Well, I´m Marco, 24, married, two kids...no house, no horse, no professional perfect studio, no deal with Hans Zimmer, not even got John Williams on the phone and I play so f***** badly piano that I´ll better never touch this business.

I teach guitar (acoustic, electric) and a bit bass for living.
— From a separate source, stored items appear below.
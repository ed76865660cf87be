use std::fmt;

use serde::{Deserialize, Serialize};

/// A JSON value the site sends either as a string or as a number.
#[derive(Debug, Clone, PartialEq, Serialize, Deserialize)]
#[serde(untagged)]
pub enum Scalar {
    Number(serde_json::Number),
    Text(String),
}

impl fmt::Display for Scalar {
    fn fmt(&self, f: &mut fmt::Formatter<'_>) -> fmt::Result {
        match self {
            Scalar::Number(n) => write!(f, "{n}"),
            Scalar::Text(s) => f.write_str(s),
        }
    }
}

#[derive(Debug, Deserialize)]
pub struct DirectoryPage {
    pub agencies: DirectoryAgencies,
}

#[derive(Debug, Deserialize)]
pub struct DirectoryAgencies {
    pub data: Vec<AgencyStub>,
}

/// One entry of the agency directory.
///
/// Every key must be present; metadata values may be `null`.
#[derive(Debug, Clone, PartialEq, Deserialize)]
pub struct AgencyStub {
    #[serde(rename = "real_estate_agency_id")]
    pub id: Scalar,
    #[serde(rename = "real_estate_agency_reference", deserialize_with = "Option::deserialize")]
    pub reference: Option<Scalar>,
    #[serde(rename = "real_estate_agency_url", deserialize_with = "Option::deserialize")]
    pub agency_url: Option<String>,
    /// Public profile page listing the staff.
    #[serde(rename = "url")]
    pub profile_url: String,
    #[serde(rename = "real_estate_agency_name", deserialize_with = "Option::deserialize")]
    pub name: Option<String>,
    #[serde(rename = "real_estate_agency_address", deserialize_with = "Option::deserialize")]
    pub address: Option<String>,
    #[serde(rename = "real_estate_agency_zip_code", deserialize_with = "Option::deserialize")]
    pub zip_code: Option<Scalar>,
    #[serde(rename = "real_estate_agency_city", deserialize_with = "Option::deserialize")]
    pub city: Option<String>,
    #[serde(rename = "real_estate_agency_contact_name", deserialize_with = "Option::deserialize")]
    pub contact_name: Option<String>,
    #[serde(rename = "real_estate_agency_contact_firstname", deserialize_with = "Option::deserialize")]
    pub contact_firstname: Option<String>,
    #[serde(rename = "real_estate_agency_email", deserialize_with = "Option::deserialize")]
    pub email: Option<String>,
    #[serde(rename = "real_estate_agency_phone", deserialize_with = "Option::deserialize")]
    pub phone: Option<String>,
}

#[derive(Debug, Clone, Default, PartialEq, Serialize)]
pub struct AgentRecord {
    pub name: Option<String>,
    pub job: Option<String>,
    #[serde(rename = "mail")]
    pub email: Option<String>,
    #[serde(rename = "tel")]
    pub phone: Option<String>,
}

#[derive(Debug, Clone, PartialEq, Serialize)]
pub struct ListingRecord {
    pub title: serde_json::Value,
    pub name: serde_json::Value,
    pub price: serde_json::Value,
    #[serde(rename = "picture_urls_list")]
    pub picture_urls: Vec<String>,
}

#[derive(Debug, Clone, PartialEq, Serialize)]
pub struct AgencyResult {
    #[serde(rename = "real_estate_agency_name")]
    pub name: Option<String>,
    #[serde(rename = "real_estate_agency_address")]
    pub address: Option<String>,
    #[serde(rename = "real_estate_agency_zip_code")]
    pub zip_code: Option<Scalar>,
    #[serde(rename = "real_estate_agency_city")]
    pub city: Option<String>,
    #[serde(rename = "real_estate_agency_contact_name")]
    pub contact_name: Option<String>,
    #[serde(rename = "real_estate_agency_contact_firstname")]
    pub contact_firstname: Option<String>,
    #[serde(rename = "real_estate_agency_email")]
    pub email: Option<String>,
    #[serde(rename = "real_estate_agency_phone")]
    pub phone: Option<String>,
    #[serde(rename = "agents_information_list")]
    pub agents: Vec<AgentRecord>,
    #[serde(rename = "ads_information_list")]
    pub listings: Vec<ListingRecord>,
}

impl AgencyResult {
    pub fn new(stub: &AgencyStub, agents: Vec<AgentRecord>, listings: Vec<ListingRecord>) -> Self {
        Self {
            name: stub.name.clone(),
            address: stub.address.clone(),
            zip_code: stub.zip_code.clone(),
            city: stub.city.clone(),
            contact_name: stub.contact_name.clone(),
            contact_firstname: stub.contact_firstname.clone(),
            email: stub.email.clone(),
            phone: stub.phone.clone(),
            agents,
            listings,
        }
    }
}

pub type ScrapeOutput = Vec<AgencyResult>;

#[cfg(test)]
mod tests {
    use super::*;
    use serde_json::json;

    fn stub_json() -> serde_json::Value {
        json!({
            "real_estate_agency_id": 412,
            "real_estate_agency_reference": "SP0412",
            "real_estate_agency_url": "lyon-6",
            "url": "https://example.test/agence/lyon-6",
            "real_estate_agency_name": "Agence Lyon 6",
            "real_estate_agency_address": "12 cours Franklin Roosevelt",
            "real_estate_agency_zip_code": "69006",
            "real_estate_agency_city": "Lyon",
            "real_estate_agency_contact_name": "Durand",
            "real_estate_agency_contact_firstname": "Hélène",
            "real_estate_agency_email": "lyon6@example.test",
            "real_estate_agency_phone": "0478000000"
        })
    }

    #[test]
    fn stub_accepts_numeric_and_text_ids() {
        let stub: AgencyStub = serde_json::from_value(stub_json()).unwrap();
        assert_eq!(stub.id.to_string(), "412");
        assert_eq!(stub.reference, Some(Scalar::Text("SP0412".into())));
        assert_eq!(stub.profile_url, "https://example.test/agence/lyon-6");
    }

    #[test]
    fn stub_without_profile_url_is_rejected() {
        let mut value = stub_json();
        value.as_object_mut().unwrap().remove("url");
        assert!(serde_json::from_value::<AgencyStub>(value).is_err());
    }

    #[test]
    fn stub_missing_metadata_key_is_rejected() {
        let mut value = stub_json();
        value.as_object_mut().unwrap().remove("real_estate_agency_name");
        assert!(serde_json::from_value::<AgencyStub>(value).is_err());

        let bare = json!({ "real_estate_agency_id": 1, "url": "https://example.test/a" });
        assert!(serde_json::from_value::<AgencyStub>(bare).is_err());
    }

    #[test]
    fn stub_accepts_null_metadata() {
        let mut value = stub_json();
        value["real_estate_agency_address"] = serde_json::Value::Null;
        let stub: AgencyStub = serde_json::from_value(value).unwrap();
        assert_eq!(stub.address, None);
    }

    #[test]
    fn result_copies_stub_metadata() {
        let stub: AgencyStub = serde_json::from_value(stub_json()).unwrap();
        let result = AgencyResult::new(&stub, vec![], vec![]);

        assert_eq!(result.name, stub.name);
        assert_eq!(result.address, stub.address);
        assert_eq!(result.zip_code, stub.zip_code);
        assert_eq!(result.city, stub.city);
        assert_eq!(result.contact_name, stub.contact_name);
        assert_eq!(result.contact_firstname, stub.contact_firstname);
        assert_eq!(result.email, stub.email);
        assert_eq!(result.phone, stub.phone);
    }

    #[test]
    fn result_serializes_with_site_keys() {
        let stub: AgencyStub = serde_json::from_value(stub_json()).unwrap();
        let agent = AgentRecord {
            name: Some("Jean Martin".into()),
            job: None,
            email: Some("jm@example.test".into()),
            phone: None,
        };
        let value = serde_json::to_value(AgencyResult::new(&stub, vec![agent], vec![])).unwrap();

        assert_eq!(value["real_estate_agency_zip_code"], "69006");
        assert_eq!(value["real_estate_agency_contact_firstname"], "Hélène");
        assert_eq!(value["agents_information_list"][0]["mail"], "jm@example.test");
        assert!(value["agents_information_list"][0]["tel"].is_null());
        assert_eq!(value["ads_information_list"], json!([]));
    }
}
Trying to do the best with my small gifts available...and eager to study composing.


----------



## Mahal (Oct 26, 2006)

Is ja lustig: Hab gerade "Wissenswertes über Erlangen" (Foyer des Arts, 80er Combo von Max Goldt) gehört


----------



## spoon (Oct 26, 2006)

Mahal,
sorry, dass kenn ich nicht...gibt es überhaupt etwas Interessantes über Erlangen zu berichten?

Grüße


PS: back to english


----------



## zonobono (Oct 27, 2006)

hi spoon, nice to have you in this forum.
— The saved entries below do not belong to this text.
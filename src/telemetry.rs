use tracing_subscriber::{layer::SubscriberExt, util::SubscriberInitExt};

pub fn init_telemetry() {
    tracing_subscriber::registry()
        .with(
            tracing_subscriber::EnvFilter::try_from_default_env()
                .unwrap_or_else(|_| "info,agency_scraper=debug".into()),
        )
        .with(tracing_subscriber::fmt::layer())
        .init();
}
(and ot: i am a big max goldt fan...)


----------



## Hannes_F (Oct 27, 2006)

Hi spoon,

cool username 


Hannes


----------



## PolarBear (Oct 28, 2006)

Hi to Germany from Germany!


----------



## Nick Batzdorf (Oct 31, 2006)

My brother was in Erlangen for a couple of years in the late '80s. He worked for Siehmens.

That's my claim to fame.


----------



## Frederick Russ (Oct 31, 2006)

Welcome Spoon! Seen you around - glad you got around to introducing yourself "officially". I also play guitar and have been looking at that Axon 100 Mk II guitar controller system for triggering midi for virtual instruments - still can't justify the cost - but perhaps we can build a support group for ex-guitarists trying to make their way around a keyboard to do orchestral mockups!

I lived in Frankfurt as a youth - probably no where near Erlangon. From my perspective the ice cream was great, the television was a bit odd, and winters were downright chilly - of course I was six at the time. 

Enjoy the forum.


----------



## spoon (Nov 2, 2006)

hi,
thanks for your welcome.
I am really glad that I found this place...a real treasure island.




Frederick Russ @ Wed Nov 01 said:


> (...) but perhaps we can build a support group for ex-guitarists trying to make their way around a keyboard to do orchestral mockups!



good idea


----------